**ASSIGNMENT**
Go over the entries below line by line, copying each one that contains the word "crate".

Start of SUPPLIED RECORDS

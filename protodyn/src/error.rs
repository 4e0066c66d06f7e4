//! Error types for field access, building and parsing.

use std::fmt;

use prost::DecodeError;

use crate::{DynamicMessage, FieldDescriptor, Value};

/// An error returned when a field mutator or accessor is used in a way that
/// does not match the field's descriptor.
///
/// These are local programming errors; they are never produced by parsing.
#[derive(Debug)]
pub struct AccessError {
    kind: AccessErrorKind,
}

#[derive(Debug)]
enum AccessErrorKind {
    TypeMismatch {
        containing_type: Box<str>,
        field: Box<str>,
        value: &'static str,
    },
    NotRepeated {
        field: Box<str>,
    },
    NotSingular {
        field: Box<str>,
    },
    OutOfRange {
        field: Box<str>,
        index: usize,
        len: usize,
    },
}

impl AccessError {
    pub(crate) fn type_mismatch(field: &FieldDescriptor, value: &Value) -> Self {
        AccessError {
            kind: AccessErrorKind::TypeMismatch {
                containing_type: field.containing_message().full_name().into(),
                field: field_label(field),
                value: value.type_name(),
            },
        }
    }

    pub(crate) fn not_repeated(field: &FieldDescriptor) -> Self {
        AccessError {
            kind: AccessErrorKind::NotRepeated {
                field: field_label(field),
            },
        }
    }

    pub(crate) fn not_singular(field: &FieldDescriptor) -> Self {
        AccessError {
            kind: AccessErrorKind::NotSingular {
                field: field_label(field),
            },
        }
    }

    pub(crate) fn out_of_range(field: &FieldDescriptor, index: usize, len: usize) -> Self {
        AccessError {
            kind: AccessErrorKind::OutOfRange {
                field: field_label(field),
                index,
                len,
            },
        }
    }
}

/// Extensions are reported by full name since the short name is only
/// meaningful within the scope declaring them.
fn field_label(field: &FieldDescriptor) -> Box<str> {
    if field.is_extension() {
        field.full_name().into()
    } else {
        field.name().into()
    }
}

impl std::error::Error for AccessError {}

impl fmt::Display for AccessError {
    fn fmt(&self, f: &mut fmt::Formatter<'_>) -> fmt::Result {
        match &self.kind {
            AccessErrorKind::TypeMismatch {
                containing_type,
                field,
                value,
            } => write!(
                f,
                "value of type {} is not valid for field '{}' of '{}'",
                value, field, containing_type
            ),
            AccessErrorKind::NotRepeated { field } => {
                write!(f, "field '{}' is not repeated", field)
            }
            AccessErrorKind::NotSingular { field } => {
                write!(f, "field '{}' is repeated", field)
            }
            AccessErrorKind::OutOfRange { field, index, len } => write!(
                f,
                "index {} is out of range for field '{}' with {} elements",
                index, field, len
            ),
        }
    }
}

/// An error returned by [`DynamicBuilder::build`][crate::DynamicBuilder::build]
/// when one or more required fields are unset.
///
/// The partially built message is retained for diagnostics.
#[derive(Debug)]
pub struct UninitializedMessage {
    partial: DynamicMessage,
    missing: Vec<String>,
}

impl UninitializedMessage {
    pub(crate) fn new(partial: DynamicMessage, missing: Vec<String>) -> Self {
        UninitializedMessage { partial, missing }
    }

    /// Gets the partially built message.
    pub fn partial(&self) -> &DynamicMessage {
        &self.partial
    }

    /// Consumes the error, returning the partially built message.
    pub fn into_partial(self) -> DynamicMessage {
        self.partial
    }

    /// Gets the paths of the required fields that are unset, relative to the
    /// built message.
    pub fn missing_fields(&self) -> &[String] {
        &self.missing
    }
}

impl std::error::Error for UninitializedMessage {}

impl fmt::Display for UninitializedMessage {
    fn fmt(&self, f: &mut fmt::Formatter<'_>) -> fmt::Result {
        write!(
            f,
            "message '{}' is missing required fields: {}",
            self.partial.descriptor().full_name(),
            self.missing.join(", ")
        )
    }
}

/// An error returned when a protobuf message fails to parse.
///
/// All parse failures share this category: corrupt wire data and messages
/// whose required fields are unset.
#[derive(Debug)]
pub struct ParseError {
    kind: ParseErrorKind,
}

#[derive(Debug)]
enum ParseErrorKind {
    Malformed(DecodeError),
    Uninitialized(Box<UninitializedMessage>),
}

impl ParseError {
    /// Gets the underlying wire format error, if the input was malformed.
    pub fn as_malformed(&self) -> Option<&DecodeError> {
        match &self.kind {
            ParseErrorKind::Malformed(err) => Some(err),
            ParseErrorKind::Uninitialized(_) => None,
        }
    }

    /// Gets the underlying initialization error, if required fields were
    /// unset.
    pub fn as_uninitialized(&self) -> Option<&UninitializedMessage> {
        match &self.kind {
            ParseErrorKind::Malformed(_) => None,
            ParseErrorKind::Uninitialized(err) => Some(err),
        }
    }
}

impl From<DecodeError> for ParseError {
    fn from(err: DecodeError) -> Self {
        ParseError {
            kind: ParseErrorKind::Malformed(err),
        }
    }
}

impl From<UninitializedMessage> for ParseError {
    fn from(err: UninitializedMessage) -> Self {
        ParseError {
            kind: ParseErrorKind::Uninitialized(Box::new(err)),
        }
    }
}

impl std::error::Error for ParseError {
    fn source(&self) -> Option<&(dyn std::error::Error + 'static)> {
        match &self.kind {
            ParseErrorKind::Malformed(err) => Some(err),
            ParseErrorKind::Uninitialized(err) => Some(err.as_ref()),
        }
    }
}

impl fmt::Display for ParseError {
    fn fmt(&self, f: &mut fmt::Formatter<'_>) -> fmt::Result {
        match &self.kind {
            ParseErrorKind::Malformed(err) => write!(f, "failed to parse message: {}", err),
            ParseErrorKind::Uninitialized(err) => {
                write!(f, "failed to parse message: {}", err)
            }
        }
    }
}
use bytes::Bytes;
use prost::Message;
use protodyn::{DynamicBuilder, DynamicMessage, ReflectMessage, Value};

use crate::{proto, test_pool, test_registry};

#[test]
fn round_trip_of_all_scalars() {
    let desc = test_pool().get_message_by_name("test.Scalars").unwrap();

    let mut builder = DynamicBuilder::new(desc.clone());
    builder.set_field_by_name("int32", Value::I32(42)).unwrap();
    builder.set_field_by_name("sint64", Value::I64(-1)).unwrap();
    builder
        .set_field_by_name("string", Value::String("hi".to_owned()))
        .unwrap();
    builder
        .set_field_by_name("bytes", Value::Bytes(Bytes::from_static(&[0x01, 0xff])))
        .unwrap();
    builder.set_field_by_name("bool", Value::Bool(true)).unwrap();
    builder.set_field_by_name("double", Value::F64(3.5)).unwrap();
    let message = builder.build().unwrap();

    // tag|value pairs concatenated in field number order.
    let expected = b"\x08\x2a\
                     \x30\x01\
                     \x61\x00\x00\x00\x00\x00\x00\x0c\x40\
                     \x68\x01\
                     \x72\x02hi\
                     \x7a\x02\x01\xff";
    let encoded = message.encode_to_vec();
    assert_eq!(encoded, expected);
    assert_eq!(message.encoded_len(), expected.len());

    let parsed = DynamicMessage::parse(desc, &encoded).unwrap();
    assert_eq!(parsed, message);
}

#[test]
fn repeated_packed_int32() {
    let packed_desc = test_pool()
        .get_message_by_name("test2.PackedArrays")
        .unwrap();
    let unpacked_desc = test_pool()
        .get_message_by_name("test2.UnpackedArrays")
        .unwrap();

    let values = Value::List(vec![Value::I32(1), Value::I32(2), Value::I32(150)]);
    let mut builder = DynamicBuilder::new(packed_desc.clone());
    builder.set_field_by_name("values", values.clone()).unwrap();
    let message = builder.build().unwrap();

    let encoded = message.encode_to_vec();
    assert_eq!(encoded, b"\x2a\x04\x01\x02\x96\x01");

    // The same bytes parse under a twin descriptor declaring the field
    // unpacked, and vice versa.
    let reparsed = DynamicMessage::parse(unpacked_desc.clone(), &encoded).unwrap();
    let field = unpacked_desc.get_field_by_name("values").unwrap();
    assert_eq!(reparsed.get_field(&field).unwrap().as_ref(), &values);

    let unpacked_encoded = reparsed.encode_to_vec();
    assert_eq!(unpacked_encoded, b"\x28\x01\x28\x02\x28\x96\x01");

    let repacked = DynamicMessage::parse(packed_desc, &unpacked_encoded).unwrap();
    assert_eq!(repacked, message);
}

#[test]
fn message_set_extension() {
    let set_desc = test_pool().get_message_by_name("test2.SetMessage").unwrap();
    let item_desc = test_pool().get_message_by_name("test2.SetItem").unwrap();
    let item_ext = set_desc.get_extension(4).unwrap();

    let mut item = DynamicBuilder::new(item_desc);
    item.set_field_by_name("i", Value::I32(123)).unwrap();
    let item = item.build().unwrap();

    let mut builder = DynamicBuilder::new(set_desc.clone());
    builder
        .set_field(&item_ext, Value::Message(item.clone()))
        .unwrap();
    let message = builder.build().unwrap();

    // The group-wrapped message-set item frame.
    let encoded = message.encode_to_vec();
    assert_eq!(encoded, b"\x0b\x10\x04\x1a\x02\x08\x7b\x0c");
    assert_eq!(message.encoded_len(), encoded.len());

    let parsed =
        DynamicMessage::parse_with_extensions(set_desc.clone(), &encoded, test_registry()).unwrap();
    assert_eq!(parsed, message);
    assert_eq!(
        parsed.get_field(&item_ext).unwrap().as_ref(),
        &Value::Message(item)
    );

    // Without the registry the item is preserved under its type id and
    // round-trips byte-exactly.
    let unresolved = DynamicMessage::parse(set_desc, &encoded).unwrap();
    assert_eq!(
        unresolved.unknown_fields().get(4).unwrap().length_delimited(),
        [Bytes::from_static(b"\x08\x7b")]
    );
    assert_eq!(unresolved.encode_to_vec(), encoded);
}

#[test]
fn unknown_field_survival() {
    let desc = test_pool().get_message_by_name("test2.Inner").unwrap();

    // Field 999 with wire type varint, value 17, then the known fields.
    let bytes = b"\xb8\x3e\x11\x08\x01";
    let message = DynamicMessage::parse(desc, bytes).unwrap();

    assert_eq!(message.unknown_fields().get(999).unwrap().varints(), [17]);

    // Unknown fields re-serialize in the tail position, after known fields.
    assert_eq!(message.encode_to_vec(), b"\x08\x01\xb8\x3e\x11");
}

#[test]
fn required_field_enforcement() {
    let desc = test_pool().get_message_by_name("test2.Inner").unwrap();

    let mut builder = DynamicBuilder::new(desc.clone());
    builder
        .set_field_by_name("name", Value::String("no id".to_owned()))
        .unwrap();

    let err = builder.clone().build().unwrap_err();
    assert_eq!(err.missing_fields(), ["id"]);

    let partial = builder.build_partial();
    assert!(!partial.is_initialized());

    let encoded = partial.encode_to_vec();
    let err = DynamicMessage::parse(desc, &encoded).unwrap_err();
    let uninitialized = err.as_uninitialized().unwrap();
    assert_eq!(uninitialized.missing_fields(), ["id"]);
    assert_eq!(*uninitialized.partial(), partial);
}

#[test]
fn dynamic_generated_parity() {
    let generated = proto::Scalars {
        int32: 42,
        int64: -42,
        uint32: 7,
        uint64: 8,
        sint32: -3,
        sint64: -4,
        fixed32: 9,
        fixed64: 10,
        sfixed32: -11,
        sfixed64: -12,
        float: 1.5,
        double: -2.25,
        bool: true,
        string: "hello".to_owned(),
        bytes: Bytes::from_static(b"\x00\x01"),
    };

    let desc = test_pool().get_message_by_name("test.Scalars").unwrap();
    let mut builder = DynamicBuilder::new(desc);
    builder.set_field_by_name("int32", Value::I32(42)).unwrap();
    builder.set_field_by_name("int64", Value::I64(-42)).unwrap();
    builder.set_field_by_name("uint32", Value::U32(7)).unwrap();
    builder.set_field_by_name("uint64", Value::U64(8)).unwrap();
    builder.set_field_by_name("sint32", Value::I32(-3)).unwrap();
    builder.set_field_by_name("sint64", Value::I64(-4)).unwrap();
    builder.set_field_by_name("fixed32", Value::U32(9)).unwrap();
    builder.set_field_by_name("fixed64", Value::U64(10)).unwrap();
    builder
        .set_field_by_name("sfixed32", Value::I32(-11))
        .unwrap();
    builder
        .set_field_by_name("sfixed64", Value::I64(-12))
        .unwrap();
    builder.set_field_by_name("float", Value::F32(1.5)).unwrap();
    builder
        .set_field_by_name("double", Value::F64(-2.25))
        .unwrap();
    builder.set_field_by_name("bool", Value::Bool(true)).unwrap();
    builder
        .set_field_by_name("string", Value::String("hello".to_owned()))
        .unwrap();
    builder
        .set_field_by_name("bytes", Value::Bytes(Bytes::from_static(b"\x00\x01")))
        .unwrap();
    let dynamic = builder.build().unwrap();

    assert_eq!(generated.encode_to_vec(), dynamic.encode_to_vec());
    assert_eq!(generated.to_dynamic(), dynamic);
    assert!(generated.dynamic_eq(&dynamic));

    let round_tripped = proto::Scalars::from_dynamic(&dynamic).unwrap();
    assert_eq!(round_tripped, generated);
}

#[test]
fn repeated_parity_with_generated_arrays() {
    let generated = proto::ScalarArrays {
        int32: vec![1, -1, 150],
        sint64: vec![-1, 63, -64],
        fixed32: vec![0, u32::MAX],
        double: vec![0.5, -0.5],
        bool: vec![true, false, true],
        string: vec!["a".to_owned(), String::new(), "bc".to_owned()],
    };

    let desc = test_pool().get_message_by_name("test.ScalarArrays").unwrap();
    let mut builder = DynamicBuilder::new(desc);
    builder
        .set_field_by_name(
            "int32",
            Value::List(vec![Value::I32(1), Value::I32(-1), Value::I32(150)]),
        )
        .unwrap();
    builder
        .set_field_by_name(
            "sint64",
            Value::List(vec![Value::I64(-1), Value::I64(63), Value::I64(-64)]),
        )
        .unwrap();
    builder
        .set_field_by_name(
            "fixed32",
            Value::List(vec![Value::U32(0), Value::U32(u32::MAX)]),
        )
        .unwrap();
    builder
        .set_field_by_name(
            "double",
            Value::List(vec![Value::F64(0.5), Value::F64(-0.5)]),
        )
        .unwrap();
    builder
        .set_field_by_name(
            "bool",
            Value::List(vec![
                Value::Bool(true),
                Value::Bool(false),
                Value::Bool(true),
            ]),
        )
        .unwrap();
    builder
        .set_field_by_name(
            "string",
            Value::List(vec![
                Value::String("a".to_owned()),
                Value::String(String::new()),
                Value::String("bc".to_owned()),
            ]),
        )
        .unwrap();
    let dynamic = builder.build().unwrap();

    assert_eq!(generated.encode_to_vec(), dynamic.encode_to_vec());
    assert!(generated.dynamic_eq(&dynamic));
}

End of SUPPLIED RECORDS

**RESULT**
use crate::{DynamicMessage, FieldDescriptor, Value};
    pub(crate) fn type_mismatch(field: &FieldDescriptor, value: &Value) -> Self {
    pub(crate) fn not_repeated(field: &FieldDescriptor) -> Self {
    pub(crate) fn not_singular(field: &FieldDescriptor) -> Self {
    pub(crate) fn out_of_range(field: &FieldDescriptor, index: usize, len: usize) -> Self {
/// An error returned by [`DynamicBuilder::build`][crate::DynamicBuilder::build]
    pub(crate) fn new(partial: DynamicMessage, missing: Vec<String>) -> Self {
use crate::{proto, test_pool, test_registry};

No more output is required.